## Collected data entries
···

//! Chunking and reordering against real tensors

use super::fixtures::*;
use super::init_test_logging;
use candle_core::DType;
use proptest::prelude::*;
use std::collections::HashMap;
use tensor_buckets::{reorder_tensors_as, take_tensors, AnyTensor, Result, TensorLike, TensorType};
use test_case::test_case;

/// `count` f32 tensors of `bytes` bytes each
fn f32_tensors(count: usize, bytes: usize) -> Vec<AnyTensor> {
    (0..count).map(|_| ramp(&[bytes / 4], DType::F32).into()).collect()
}

#[test_case(5, 100, 250 => vec![200, 200, 100] ; "split on exceed with non-empty accumulator")]
#[test_case(1, 1000, 250 => vec![1000] ; "oversized singleton")]
#[test_case(4, 100, 400 => vec![400] ; "exact fit")]
#[test_case(3, 100, 100 => vec![100, 100, 100] ; "one per chunk")]
fn test_chunk_byte_sizes(count: usize, bytes: usize, limit: usize) -> Vec<usize> {
    init_test_logging();
    let tensors = f32_tensors(count, bytes);
    take_tensors(&tensors, limit)
        .unwrap()
        .map(|chunk| chunk.bytes)
        .collect()
}

#[test]
fn test_five_tensors_split_two_two_one() -> Result<()> {
    let tensors = f32_tensors(5, 100);
    let sizes: Vec<usize> = take_tensors(&tensors, 250)?.map(|c| c.len()).collect();
    assert_eq!(sizes, vec![2, 2, 1]);
    Ok(())
}

#[test]
fn test_mixed_gradients_cover_input_once() -> Result<()> {
    init_test_logging();
    let tensors = gradient_set();
    let chunks: Vec<_> = take_tensors(&tensors, 64)?.collect();

    let mut seen: Vec<*const AnyTensor> = chunks
        .iter()
        .flat_map(|c| c.tensors.iter().map(|t| *t as *const AnyTensor))
        .collect();
    assert_eq!(seen.len(), tensors.len());
    seen.sort();
    seen.dedup();
    assert_eq!(seen.len(), tensors.len());

    for chunk in &chunks {
        assert!(chunk.tensors.iter().all(|t| t.tensor_type() == chunk.tensor_type));
        assert!(chunk.len() == 1 || chunk.bytes <= 64);
        let total: usize = chunk.tensors.iter().map(|t| t.byte_size()).sum();
        assert_eq!(total, chunk.bytes);
    }

    Ok(())
}

#[test]
fn test_chunk_then_reorder_restores_input_order() -> Result<()> {
    let tensors = gradient_set();
    let chunked: Vec<&AnyTensor> = take_tensors(&tensors, 40)?
        .flat_map(|chunk| chunk.tensors)
        .collect();

    let restored = reorder_tensors_as(chunked, &tensors)?;
    for (original, restored) in tensors.iter().zip(&restored) {
        assert!(std::ptr::eq(original, *restored));
    }

    Ok(())
}

#[test]
fn test_trailing_chunks_follow_first_seen_types() -> Result<()> {
    let tensors = gradient_set();
    let order: Vec<TensorType> = take_tensors(&tensors, usize::MAX)?
        .map(|chunk| chunk.tensor_type)
        .collect();

    let mut first_seen: Vec<TensorType> = Vec::new();
    for tensor in &tensors {
        if !first_seen.contains(&tensor.tensor_type()) {
            first_seen.push(tensor.tensor_type());
        }
    }
    assert_eq!(order, first_seen);

    Ok(())
}

#[derive(Debug, Clone)]
struct Sketch {
    index: usize,
    size: usize,
    kind: u8,
}

impl TensorLike for Sketch {
    fn tensor_type(&self) -> TensorType {
        let dtype = match self.kind % 3 {
            0 => DType::F32,
            1 => DType::F16,
            _ => DType::BF16,
        };
        TensorType::dense(Default::default(), dtype)
    }

    fn byte_size(&self) -> usize {
        self.size
    }
}

fn sketches(items: &[(usize, u8)]) -> Vec<Sketch> {
    items
        .iter()
        .enumerate()
        .map(|(index, &(size, kind))| Sketch { index, size, kind })
        .collect()
}

proptest! {
    #[test]
    fn prop_chunks_partition_and_respect_limit(
        items in prop::collection::vec((0usize..300, 0u8..3), 0..40),
        limit in 1usize..400,
    ) {
        let tensors = sketches(&items);
        let chunks: Vec<_> = take_tensors(&tensors, limit).unwrap().collect();

        let mut per_type: HashMap<TensorType, Vec<usize>> = HashMap::new();
        let mut total = 0;
        for chunk in &chunks {
            prop_assert!(!chunk.is_empty());
            prop_assert!(chunk.len() == 1 || chunk.bytes <= limit);
            for tensor in &chunk.tensors {
                prop_assert_eq!(tensor.tensor_type(), chunk.tensor_type);
                per_type.entry(chunk.tensor_type).or_default().push(tensor.index);
            }
            total += chunk.len();
        }
        prop_assert_eq!(total, tensors.len());

        // Within a type, input order survives across chunks
        for indices in per_type.values() {
            prop_assert!(indices.windows(2).all(|w| w[0] < w[1]));
        }
    }

    #[test]
    fn prop_reorder_inverts_chunking(
        kinds in prop::collection::vec(0u8..3, 0..30),
        limit in 1usize..64,
    ) {
        let items: Vec<(usize, u8)> = kinds.iter().map(|&kind| (16, kind)).collect();
        let tensors = sketches(&items);
        let chunked: Vec<&Sketch> = take_tensors(&tensors, limit)
            .unwrap()
            .flat_map(|chunk| chunk.tensors)
            .collect();

        let restored = reorder_tensors_as(chunked, &tensors).unwrap();
        let positions: Vec<usize> = restored.iter().map(|t| t.index).collect();
        prop_assert_eq!(positions, (0..tensors.len()).collect::<Vec<_>>());
    }
}
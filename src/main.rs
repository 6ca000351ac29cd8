use anyhow::{Context, Result};
use clap::{Parser, Subcommand};
use std::path::PathBuf;
use tensor_buckets::{logging, BucketPlan, Config, Manifest};
use tracing::{debug, info};

#[derive(Parser)]
#[command(name = "tbuckets")]
#[command(about = "Plan and inspect size-bounded tensor buckets", long_about = None)]
#[command(version)]
struct Cli {
    /// Increase log verbosity (-v, -vv, -vvv)
    #[arg(short, long, action = clap::ArgAction::Count, global = true)]
    verbose: u8,

    /// Only log errors
    #[arg(short, long, global = true)]
    quiet: bool,

    /// Emit logs as JSON
    #[arg(long, global = true)]
    log_json: bool,

    #[command(subcommand)]
    command: Commands,
}

#[derive(Subcommand)]
enum Commands {
    /// Compute the chunk plan for a tensor manifest
    Plan {
        /// Manifest file (.json, .yaml, .yml or .safetensors)
        #[arg(short, long)]
        manifest: PathBuf,

        /// Chunk size limit in bytes (overrides the configuration)
        #[arg(short, long, env = "TBUCKETS_LIMIT")]
        limit: Option<usize>,

        /// Configuration file path
        #[arg(short, long)]
        config: Option<PathBuf>,

        /// Print the plan as JSON
        #[arg(long)]
        json: bool,
    },

    /// Validate configuration file
    Config {
        /// Configuration file to validate
        #[arg(short, long)]
        file: PathBuf,
    },

    /// Show system information
    Info,
}

fn main() -> Result<()> {
    let cli = Cli::parse();

    let config = match &cli.command {
        Commands::Plan {
            config: Some(path), ..
        } => Some(
            Config::from_file(path)
                .with_context(|| format!("Failed to load configuration file {}", path.display()))?,
        ),
        _ => None,
    };
    let base_level = config
        .as_ref()
        .map(|c| c.system.log_level.to_ascii_lowercase());
    logging::init_logging(cli.verbose, cli.quiet, cli.log_json, base_level.as_deref())?;

    match cli.command {
        Commands::Plan {
            manifest,
            limit,
            json,
            ..
        } => {
            plan(manifest, limit, config.unwrap_or_default(), json)?;
        }

        Commands::Config { file } => {
            validate_config(file)?;
        }

        Commands::Info => {
            show_system_info();
        }
    }

    Ok(())
}

fn plan(manifest_path: PathBuf, limit: Option<usize>, config: Config, json: bool) -> Result<()> {
    let size_limit = limit.unwrap_or(config.bucket.size_limit_bytes);
    debug!("Using chunk size limit of {} bytes", size_limit);

    let manifest = Manifest::from_file(&manifest_path)
        .with_context(|| format!("Failed to load manifest {}", manifest_path.display()))?;
    let plan = manifest
        .plan(size_limit)
        .context("Failed to compute chunk plan")?;

    info!(
        "{} tensors ({} bytes) in {} chunks",
        manifest.tensors.len(),
        manifest.total_bytes(),
        plan.len()
    );

    if json {
        println!("{}", serde_json::to_string_pretty(&plan)?);
    } else {
        print_plan(&plan, size_limit);
    }

    Ok(())
}

fn print_plan(plan: &[BucketPlan], size_limit: usize) {
    println!("{:>5}  {:<20} {:>12}  tensors", "chunk", "type", "bytes");
    for bucket in plan {
        let marker = if bucket.bytes > size_limit { " (oversized)" } else { "" };
        println!(
            "{:>5}  {:<20} {:>12}  {}{}",
            bucket.index,
            bucket.tensor_type,
            bucket.bytes,
            bucket.tensors.join(", "),
            marker
        );
    }
}

fn validate_config(config_path: PathBuf) -> Result<()> {
    info!("Validating configuration file: {}", config_path.display());

    let config = Config::from_file(&config_path)
        .context("Failed to load configuration file")?;

    println!("Configuration is valid");
    println!("  bucket size limit: {} bytes", config.bucket.size_limit_bytes);
    println!("  parallel: {}", config.bucket.parallel);
    println!("  threads: {}", config.system.num_threads);
    println!("  log level: {}", config.system.log_level);

    Ok(())
}

fn show_system_info() {
    let config = Config::default();

    println!("tbuckets {}", env!("CARGO_PKG_VERSION"));
    println!("  default bucket size: {} bytes", config.bucket.size_limit_bytes);
    println!("  CPU cores: {}", num_cpus::get());
    println!("  rayon threads: {}", rayon::current_num_threads());
    println!("  cuda support: {}", candle_core::utils::cuda_is_available());
    println!("  metal support: {}", candle_core::utils::metal_is_available());
}
//! Size-bounded chunking of tensor sequences
//!
//! `take_tensors` groups tensors into chunks of one type whose cumulative
//! byte size stays within a limit. Chunks are produced lazily: a chunk is
//! yielded as soon as the next tensor of its type would overflow it, and the
//! remaining partial chunks are yielded once the input is exhausted, in the
//! order their types were first seen.

use std::collections::HashMap;
use std::iter::FusedIterator;

use tracing::{debug, trace};

use crate::error::{Error, Result};
use crate::tensor::{TensorLike, TensorType};

/// Tensors of one type whose cumulative size respects the chunk limit
/// (unless the chunk is a single oversized tensor)
#[derive(Debug, Clone)]
pub struct Chunk<T> {
    /// Type shared by every tensor in the chunk
    pub tensor_type: TensorType,
    /// Tensors in input order
    pub tensors: Vec<T>,
    /// Cumulative byte size
    pub bytes: usize,
}

impl<T> Chunk<T> {
    fn empty(tensor_type: TensorType) -> Self {
        Self {
            tensor_type,
            tensors: Vec::new(),
            bytes: 0,
        }
    }

    /// Number of tensors in the chunk
    pub fn len(&self) -> usize {
        self.tensors.len()
    }

    /// Whether the chunk holds no tensors
    pub fn is_empty(&self) -> bool {
        self.tensors.is_empty()
    }

    fn take(&mut self) -> Self {
        let tensor_type = self.tensor_type;
        std::mem::replace(self, Self::empty(tensor_type))
    }
}

/// Lazy chunk producer returned by [`take_tensors`]
pub struct TakeTensors<I: Iterator> {
    inner: I,
    size_limit: usize,
    // Accumulators in first-seen order, indexed through `slots`
    buckets: Vec<Chunk<I::Item>>,
    slots: HashMap<TensorType, usize>,
    exhausted: bool,
    drain_position: usize,
}

/// Group `tensors` into same-typed chunks of at most `size_limit` bytes.
///
/// Within a type, tensors keep their input order across chunks. A tensor
/// larger than the limit becomes a chunk of its own.
pub fn take_tensors<I>(tensors: I, size_limit: usize) -> Result<TakeTensors<I::IntoIter>>
where
    I: IntoIterator,
    I::Item: TensorLike,
{
    if size_limit == 0 {
        return Err(Error::invalid_input("chunk size limit must be greater than 0"));
    }

    Ok(TakeTensors {
        inner: tensors.into_iter(),
        size_limit,
        buckets: Vec::new(),
        slots: HashMap::new(),
        exhausted: false,
        drain_position: 0,
    })
}

impl<I> TakeTensors<I>
where
    I: Iterator,
    I::Item: TensorLike,
{
    /// Configured byte limit
    pub fn size_limit(&self) -> usize {
        self.size_limit
    }

    fn slot_for(&mut self, tensor_type: TensorType) -> usize {
        if let Some(&slot) = self.slots.get(&tensor_type) {
            return slot;
        }
        self.buckets.push(Chunk::empty(tensor_type));
        let slot = self.buckets.len() - 1;
        self.slots.insert(tensor_type, slot);
        slot
    }
}

impl<I> Iterator for TakeTensors<I>
where
    I: Iterator,
    I::Item: TensorLike,
{
    type Item = Chunk<I::Item>;

    fn next(&mut self) -> Option<Self::Item> {
        while !self.exhausted {
            let Some(tensor) = self.inner.next() else {
                self.exhausted = true;
                debug!("Chunk input exhausted, {} type accumulators", self.buckets.len());
                break;
            };

            let tensor_type = tensor.tensor_type();
            let size = tensor.byte_size();
            let slot = self.slot_for(tensor_type);
            let limit = self.size_limit;
            let bucket = &mut self.buckets[slot];

            let full = if bucket.bytes.saturating_add(size) > limit && !bucket.is_empty() {
                Some(bucket.take())
            } else {
                None
            };

            if size > limit {
                trace!(
                    "Tensor of {} bytes exceeds chunk limit {}, it will be chunked alone",
                    size,
                    limit
                );
            }
            bucket.tensors.push(tensor);
            bucket.bytes = bucket.bytes.saturating_add(size);

            if let Some(chunk) = full {
                trace!(
                    "Yielding {} chunk of {} tensors ({} bytes)",
                    chunk.tensor_type,
                    chunk.len(),
                    chunk.bytes
                );
                return Some(chunk);
            }
        }

        while self.drain_position < self.buckets.len() {
            let bucket = &mut self.buckets[self.drain_position];
            self.drain_position += 1;
            if !bucket.is_empty() {
                return Some(bucket.take());
            }
        }

        None
    }
}

impl<I> FusedIterator for TakeTensors<I>
where
    I: Iterator,
    I::Item: TensorLike,
{
}
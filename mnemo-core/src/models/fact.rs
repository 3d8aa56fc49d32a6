use serde::{Deserialize, Serialize};

/// What the user is doing with a fact.
#[derive(Debug, Clone, Copy, PartialEq, Eq, Hash, Serialize, Deserialize)]
#[serde(rename_all = "lowercase")]
pub enum FactIntent {
    Introducing,
    Updating,
    Asking,
    Neutral,
}

impl FactIntent {
    /// Lenient parse of LLM output. Anything unrecognised is `Neutral`.
    pub fn parse(s: &str) -> Self {
        match s.trim().to_ascii_lowercase().as_str() {
            "introducing" => Self::Introducing,
            "updating" => Self::Updating,
            "asking" => Self::Asking,
            _ => Self::Neutral,
        }
    }

    /// Introducing or updating: the fact should be written.
    pub fn is_write(&self) -> bool {
        matches!(self, Self::Introducing | Self::Updating)
    }
}

/// Structured fact extracted from one user message.
#[derive(Debug, Clone, PartialEq, Eq, Serialize, Deserialize)]
pub struct FactCandidate {
    /// Normalised key: lowercase, words joined by `_`.
    pub key: String,
    /// May be empty when the user is asking.
    pub value: String,
    pub intent: FactIntent,
}

impl FactCandidate {
    pub fn new(key: impl Into<String>, value: impl Into<String>, intent: FactIntent) -> Self {
        Self {
            key: normalize_key(&key.into()),
            value: value.into().trim().to_string(),
            intent,
        }
    }

    /// Key rendered for user-facing sentences (`full_name` → `full name`).
    pub fn display_key(&self) -> String {
        display_key(&self.key)
    }
}

/// Lowercase a fact key and join its words with `_`.
pub fn normalize_key(key: &str) -> String {
    key.trim()
        .to_lowercase()
        .split(|c: char| c.is_whitespace() || c == '-' || c == '_')
        .filter(|s| !s.is_empty())
        .collect::<Vec<_>>()
        .join("_")
}

/// Render a stored key for user-facing text.
pub fn display_key(key: &str) -> String {
    key.replace('_', " ")
}

/// Coarse routing category for a question.
#[derive(Debug, Clone, Copy, PartialEq, Eq, Hash, Serialize, Deserialize)]
#[serde(rename_all = "SCREAMING_SNAKE_CASE")]
pub enum HighLevelIntent {
    PureMemoryQuery,
    PurePolicyQuery,
    MergedMemoryPolicyQuery,
    Unknown,
}

impl HighLevelIntent {
    pub fn as_str(&self) -> &'static str {
        match self {
            Self::PureMemoryQuery => "PURE_MEMORY_QUERY",
            Self::PurePolicyQuery => "PURE_POLICY_QUERY",
            Self::MergedMemoryPolicyQuery => "MERGED_MEMORY_POLICY_QUERY",
            Self::Unknown => "UNKNOWN",
        }
    }
}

···

## About this task
Please show each line in the records above that contains "PathBuf".

## Answer space
use std::path::PathBuf;
        manifest: PathBuf,
        config: Option<PathBuf>,
        file: PathBuf,
fn plan(manifest_path: PathBuf, limit: Option<usize>, config: Config, json: bool) -> Result<()> {
fn validate_config(config_path: PathBuf) -> Result<()> {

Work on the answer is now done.